Your objective => Each line below must be reproduced exactly.

Stored items =>
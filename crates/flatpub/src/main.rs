mod commands;

use clap::{Parser, Subcommand};
use colored::Colorize;
use commands::run::{ExporterKind, RunArgs};
use std::path::PathBuf;

#[derive(Parser)]
#[command(name = "flatpub")]
#[command(about = "Create Flatpak OCI images and publish them to container storage", long_about = None)]
struct Cli {
    /// Increase log verbosity (-v debug, -vv trace)
    #[arg(short, long, action = clap::ArgAction::Count, global = true)]
    verbose: u8,

    #[command(subcommand)]
    command: Commands,
}

#[derive(Subcommand)]
enum Commands {
    /// Build the Flatpak OCI image and publish it to container storage
    Run {
        /// Workflow state file, rewritten when the run succeeds
        #[arg(long, env = "FLATPUB_STATE")]
        state: PathBuf,
        /// Config file (defaults to discovery)
        #[arg(short, long)]
        config: Option<PathBuf>,
        /// How the Flatpak build tree is obtained
        #[arg(long, value_enum, default_value = "pre-extracted")]
        exporter: ExporterKind,
        /// Pre-extracted filesystem tarball
        #[arg(long, requires = "manifest")]
        tarball: Option<PathBuf>,
        /// Pre-extracted package manifest
        #[arg(long, requires = "tarball")]
        manifest: Option<PathBuf>,
    },
    /// Print the image ID of an OCI image layout
    Inspect {
        oci_path: PathBuf,
        /// Config file (defaults to discovery)
        #[arg(short, long)]
        config: Option<PathBuf>,
    },
    /// Show version information
    Version,
}

fn init_tracing(verbose: u8) {
    let level = match verbose {
        0 => tracing::Level::INFO,
        1 => tracing::Level::DEBUG,
        _ => tracing::Level::TRACE,
    };
    tracing_subscriber::fmt()
        .with_env_filter(tracing_subscriber::EnvFilter::from_default_env().add_directive(level.into()))
        .with_writer(std::io::stderr)
        .init();
}

async fn dispatch(command: Commands) -> anyhow::Result<()> {
    match command {
        Commands::Run {
            state,
            config,
            exporter,
            tarball,
            manifest,
        } => {
            commands::run::handle(RunArgs {
                state,
                config,
                exporter,
                tarball,
                manifest,
            })
            .await
        }
        Commands::Inspect { oci_path, config } => {
            commands::inspect::handle(&oci_path, config.as_deref()).await
        }
        Commands::Version => {
            println!("flatpub {}", env!("CARGO_PKG_VERSION"));
            Ok(())
        }
    }
}

#[tokio::main]
async fn main() {
    let cli = Cli::parse();
    init_tracing(cli.verbose);

    if let Err(e) = dispatch(cli.command).await {
        eprintln!();
        eprintln!("{}", "✗ flatpub failed".red().bold());
        eprintln!("{:#}", e);
        std::process::exit(1);
    }
}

The answer =>
filename crates/flatpub/src/main.rs
mod commands;

use clap::{Parser, Subcommand};
use colored::Colorize;
use commands::run::{ExporterKind, RunArgs};
use std::path::PathBuf;

#[derive(Parser)]
#[command(name = "flatpub")]
#[command(about = "Create Flatpak OCI images and publish them to container storage", long_about = None)]
struct Cli {
    /// Increase log verbosity (-v debug, -vv trace)
    #[arg(short, long, action = clap::ArgAction::Count, global = true)]
    verbose: u8,

    #[command(subcommand)]
    command: Commands,
}

#[derive(Subcommand)]
enum Commands {
    /// Build the Flatpak OCI image and publish it to container storage
    Run {
        /// Workflow state file, rewritten when the run succeeds
        #[arg(long, env = "FLATPUB_STATE")]
        state: PathBuf,
        /// Config file (defaults to discovery)
        #[arg(short, long)]
        config: Option<PathBuf>,
        /// How the Flatpak build tree is obtained
        #[arg(long, value_enum, default_value = "pre-extracted")]
        exporter: ExporterKind,
        /// Pre-extracted filesystem tarball
        #[arg(long, requires = "manifest")]
        tarball: Option<PathBuf>,
        /// Pre-extracted package manifest
        #[arg(long, requires = "tarball")]
        manifest: Option<PathBuf>,
    },
    /// Print the image ID of an OCI image layout
    Inspect {
        oci_path: PathBuf,
        /// Config file (defaults to discovery)
        #[arg(short, long)]
        config: Option<PathBuf>,
    },
    /// Show version information
    Version,
}

fn init_tracing(verbose: u8) {
    let level = match verbose {
        0 => tracing::Level::INFO,
        1 => tracing::Level::DEBUG,
        _ => tracing::Level::TRACE,
    };
    tracing_subscriber::fmt()
        .with_env_filter(tracing_subscriber::EnvFilter::from_default_env().add_directive(level.into()))
        .with_writer(std::io::stderr)
        .init();
}

async fn dispatch(command: Commands) -> anyhow::Result<()> {
    match command {
        Commands::Run {
            state,
            config,
            exporter,
            tarball,
            manifest,
        } => {
            commands::run::handle(RunArgs {
                state,
                config,
                exporter,
                tarball,
                manifest,
            })
            .await
        }
        Commands::Inspect { oci_path, config } => {
            commands::inspect::handle(&oci_path, config.as_deref()).await
        }
        Commands::Version => {
            println!("flatpub {}", env!("CARGO_PKG_VERSION"));
            Ok(())
        }
    }
}

#[tokio::main]
async fn main() {
    let cli = Cli::parse();
    init_tracing(cli.verbose);

    if let Err(e) = dispatch(cli.command).await {
        eprintln!();
        eprintln!("{}", "✗ flatpub failed".red().bold());
        eprintln!("{:#}", e);
        std::process::exit(1);
    }
}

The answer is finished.